> **ACTIVITY**
Once you reach the line that contains "use std::path::Path;", retype it and every line after it exactly, ending with the last line of the entries.

> **Stored items**
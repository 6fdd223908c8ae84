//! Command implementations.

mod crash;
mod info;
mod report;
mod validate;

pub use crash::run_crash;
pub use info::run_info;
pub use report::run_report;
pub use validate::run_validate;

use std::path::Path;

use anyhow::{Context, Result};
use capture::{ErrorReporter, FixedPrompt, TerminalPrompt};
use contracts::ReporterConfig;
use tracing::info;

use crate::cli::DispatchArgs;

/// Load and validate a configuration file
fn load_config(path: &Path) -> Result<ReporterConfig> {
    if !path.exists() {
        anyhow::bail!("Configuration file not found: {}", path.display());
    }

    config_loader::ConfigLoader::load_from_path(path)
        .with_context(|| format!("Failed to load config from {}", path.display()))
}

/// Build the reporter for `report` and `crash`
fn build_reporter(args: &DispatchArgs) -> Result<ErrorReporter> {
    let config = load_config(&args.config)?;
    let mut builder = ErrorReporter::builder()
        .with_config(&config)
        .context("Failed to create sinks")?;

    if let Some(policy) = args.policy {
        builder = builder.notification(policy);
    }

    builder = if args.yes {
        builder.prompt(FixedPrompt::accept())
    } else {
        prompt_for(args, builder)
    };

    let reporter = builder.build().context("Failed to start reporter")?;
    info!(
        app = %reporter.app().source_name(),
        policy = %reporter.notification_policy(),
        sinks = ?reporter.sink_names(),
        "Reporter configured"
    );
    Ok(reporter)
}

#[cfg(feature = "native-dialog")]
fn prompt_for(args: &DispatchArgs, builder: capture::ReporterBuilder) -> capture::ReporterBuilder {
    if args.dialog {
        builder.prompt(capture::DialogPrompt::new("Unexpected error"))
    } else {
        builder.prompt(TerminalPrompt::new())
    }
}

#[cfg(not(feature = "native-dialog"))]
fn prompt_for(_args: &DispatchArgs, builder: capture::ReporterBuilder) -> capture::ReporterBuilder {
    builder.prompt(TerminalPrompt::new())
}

> **WRITTEN ANSWER**
use std::path::Path;

use anyhow::{Context, Result};
use capture::{ErrorReporter, FixedPrompt, TerminalPrompt};
use contracts::ReporterConfig;
use tracing::info;

use crate::cli::DispatchArgs;

/// Load and validate a configuration file
fn load_config(path: &Path) -> Result<ReporterConfig> {
    if !path.exists() {
        anyhow::bail!("Configuration file not found: {}", path.display());
    }

    config_loader::ConfigLoader::load_from_path(path)
        .with_context(|| format!("Failed to load config from {}", path.display()))
}

/// Build the reporter for `report` and `crash`
fn build_reporter(args: &DispatchArgs) -> Result<ErrorReporter> {
    let config = load_config(&args.config)?;
    let mut builder = ErrorReporter::builder()
        .with_config(&config)
        .context("Failed to create sinks")?;

    if let Some(policy) = args.policy {
        builder = builder.notification(policy);
    }

    builder = if args.yes {
        builder.prompt(FixedPrompt::accept())
    } else {
        prompt_for(args, builder)
    };

    let reporter = builder.build().context("Failed to start reporter")?;
    info!(
        app = %reporter.app().source_name(),
        policy = %reporter.notification_policy(),
        sinks = ?reporter.sink_names(),
        "Reporter configured"
    );
    Ok(reporter)
}

#[cfg(feature = "native-dialog")]
fn prompt_for(args: &DispatchArgs, builder: capture::ReporterBuilder) -> capture::ReporterBuilder {
    if args.dialog {
        builder.prompt(capture::DialogPrompt::new("Unexpected error"))
    } else {
        builder.prompt(TerminalPrompt::new())
    }
}

#[cfg(not(feature = "native-dialog"))]
fn prompt_for(_args: &DispatchArgs, builder: capture::ReporterBuilder) -> capture::ReporterBuilder {
    builder.prompt(TerminalPrompt::new())
}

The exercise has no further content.